The 3 best books by the ingenious Martín Kohan

Paradoxically, we usually find the freest and most dazzling literature in established writers who are not completely dedicated to writing. AND Martin Cohan he is one of these storytellers of our day. Because one can have the virtue or the gift to turn everything into a bestseller through that electrical impulse between mind and fingers on the keyboard, but the question is the most certain freedom of the will that drives everything ...

In other words, would your last novel have Stephen King unless you knew it would become a new bestseller right away? Although it seems it is not a criticism and welcome to each and every one of the new novels of Stephen King. However, I suspect that we are missing something better by the mere fact of succumbing to preconceived publication inertias to mark time and form for each new work.

Circumloquies aside, Kohan makes the most of that will subject only to the most powerful of the internal forum, to the atavistic, spiritual and instinctive need to tackle a new creation. To later devote himself to other tasks in his day to day. And so come works without temporal cadence but with that force of what is written to project a great idea, an intense concern, characters that show us their latent truth in their hands ...

Top 3 Recommended Novels by Martin Kohan

Confession

It is never a good time to face the confession that justifies all our actions, even less in such dark times of ideologies hungry for wills. It is not even a good time to do it before ourselves or of course in front of others. But confession always comes, waiting for the vomit of our truth.

Three stories that are part of the same story. In 1941, in a city in the Argentine provinces, a girl confided to a priest the first and diffuse sexual impulses that she noticed in her body, related to the attraction she felt for a young man named Videla who passed by her window every day. In 1977 a group of young revolutionaries prepared an attack on an airfield to kill a Videla who is no longer young and is known to all.

And finally, an old woman (the girl in the first story) plays a game of cards with her grandson, who has come to visit her at the residence where she spends her days, and between moves she tells her what happened to her. son, the boy's father, resulting in a new confession. Three stories and three times that are interwoven to forge a single story. Three stories that speak of pain, guilt and confessions.

An overwhelming and dazzling novel, built with a brilliant architecture that allows the author to penetrate to the core of the stories (of the story) that he tells us. 

Confession, by Martin Kohan

Out of place

No one more out of place than the stateless person or the exile from the only paradise of childhood. Nothing is more improper (this out of place is reiterated), than the migrant forced by a thousand vicissitudes that move us from the site, amid nostalgia increased by the idea of ​​what could never have been because of the most wicked fate.

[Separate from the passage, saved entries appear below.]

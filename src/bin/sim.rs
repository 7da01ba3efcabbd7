use battleship_solo::{init_logging, random_fleet, simulate, Board};
use rand::{rngs::SmallRng, SeedableRng};
use serde_json::json;

fn main() -> anyhow::Result<()> {
    init_logging();
    let args: Vec<String> = std::env::args().collect();
    if args.len() != 2 {
        eprintln!("Usage: {} <seed>", args[0]);
        std::process::exit(1);
    }
    let seed: u64 = args[1].parse()?;

    let mut rng = SmallRng::seed_from_u64(seed);
    let fleet = random_fleet(&mut rng)?;
    let mut board = Board::new(&fleet)?;
    let report = simulate(&mut board, &mut rng)?;

    let result = json!({
        "seed": seed,
        "report": report,
        "board": board.render().lines().collect::<Vec<_>>(),
    });

    println!("{}", serde_json::to_string(&result)?);
    Ok(())
}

Out of place it takes place in diverse geographies: the foothills, the coast, the suburbs, the remote countries of the East, a border. And also on the Internet, the space of all spaces. Of course, the characters who move from one place to another, those who leave and venture out, are not going to be closer to the truth for that reason than those who always remain fixed in the same point.

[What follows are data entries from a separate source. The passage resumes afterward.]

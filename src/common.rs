//! Common types for Battleship: board errors and shot results.

use core::fmt;

/// Outcome of a shot fired at the board.
#[derive(Debug, Clone, Copy, PartialEq, Eq, Hash)]
#[cfg_attr(feature = "std", derive(serde::Serialize, serde::Deserialize))]
pub enum ShotResult {
    /// Shot landed in open water.
    Miss,
    /// Shot damaged a ship that still has live decks.
    Hit,
    /// Shot destroyed the last live deck of a ship.
    Sunk,
}

impl ShotResult {
    /// Label reported to the player.
    pub fn label(&self) -> &'static str {
        match self {
            ShotResult::Miss => "Miss!",
            ShotResult::Hit => "Hit!",
            ShotResult::Sunk => "Sunk!",
        }
    }
}

impl fmt::Display for ShotResult {
    fn fmt(&self, f: &mut fmt::Formatter<'_>) -> fmt::Result {
        f.write_str(self.label())
    }
}

/// Errors returned by Board operations.
#[derive(Debug, Clone, Copy, PartialEq, Eq)]
pub enum BoardError {
    /// Fleet does not contain exactly ten ships.
    WrongShipCount { found: usize },
    /// Deck counts differ from one 4, two 3s, three 2s and four 1s.
    WrongShipSizes,
    /// An endpoint of one ship touches another ship.
    ShipsAdjacent { first: usize, second: usize },
    /// Two ships claim the same cell.
    ShipsOverlap { first: usize, second: usize },
    /// Ship endpoints share neither a row nor a column.
    ShipNotStraight { index: usize },
    /// Ship endpoint lies outside the grid.
    ShipOutOfBounds { index: usize },
    /// Shot coordinate lies outside the grid.
    OutOfBounds { row: usize, col: usize },
    /// Grid shows a ship where no ship accepted the shot.
    UnknownShipHit { row: usize, col: usize },
    /// Random fleet generation gave up.
    UnableToPlaceFleet,
}

impl BoardError {
    /// `true` for errors raised while validating a fleet at construction.
    pub fn is_configuration(&self) -> bool {
        !matches!(
            self,
            BoardError::OutOfBounds { .. }
                | BoardError::UnknownShipHit { .. }
                | BoardError::UnableToPlaceFleet
        )
    }
}

impl fmt::Display for BoardError {
    fn fmt(&self, f: &mut fmt::Formatter<'_>) -> fmt::Result {
        match self {
            BoardError::WrongShipCount { found } => {
                write!(f, "There must be 10 ships, found {}", found)
            }
            BoardError::WrongShipSizes => write!(f, "Wrong ship size configuration"),
            BoardError::ShipsAdjacent { first, second } => write!(
                f,
                "The ships must not be adjacent (ships {} and {})",
                first, second
            ),
            BoardError::ShipsOverlap { first, second } => {
                write!(f, "Ships {} and {} overlap", first, second)
            }
            BoardError::ShipNotStraight { index } => {
                write!(f, "Ship {} is not a straight line", index)
            }
            BoardError::ShipOutOfBounds { index } => {
                write!(f, "Ship {} is out of bounds", index)
            }
            BoardError::OutOfBounds { row, col } => {
                write!(f, "Shot at ({}, {}) is out of bounds", row, col)
            }
            BoardError::UnknownShipHit { row, col } => {
                write!(f, "No ship occupies ({}, {})", row, col)
            }
            BoardError::UnableToPlaceFleet => write!(f, "Unable to place fleet"),
        }
    }
}

#[cfg(feature = "std")]
impl std::error::Error for BoardError {}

And that's because the logic that is imposed in Out of Place is none other than that of the detour. The detour: either in the perversions of the photos with children that are narrated in the beginning, or in the trip astray that is narrated in the end. What is out of place in Out of place? In part it is the aberration: that which should not happen and, nevertheless, does happen. In part it is dislocation: the fatal way in which those who feel most confident of following the right clues are disoriented and lost.

And in part it is the way in which Martín Kohan arranges the police plot of this novel: there are acts and there are traces, there are facts and there are consequences; but the traces and the consequences always appear in a different place from the place where it would be supposed, where it would be expected, where it is going to be looked for.

Out of place

Bahía Blanca

There is an obvious attraction in the many cities where good things are said about. But it cannot be remotely compared to the attraction of a city about which adverse things are always or almost always said. That is why Bahía Blanca, the gateway to Patagonia in the south of the province of Buenos Aires, is the heroine of this novel. Because a city so charged with negativity becomes an ideal place for someone who needs to forget, cancel, suppress, deny.

And that is what happens to Mario Novoa, the hero or antihero of this story. Because their love story has reached that terrible point where the desperate and the impassive come together and work at the same time. And when that happens, there is no other option but oblivion. The result is the best novel by an essential Argentine author.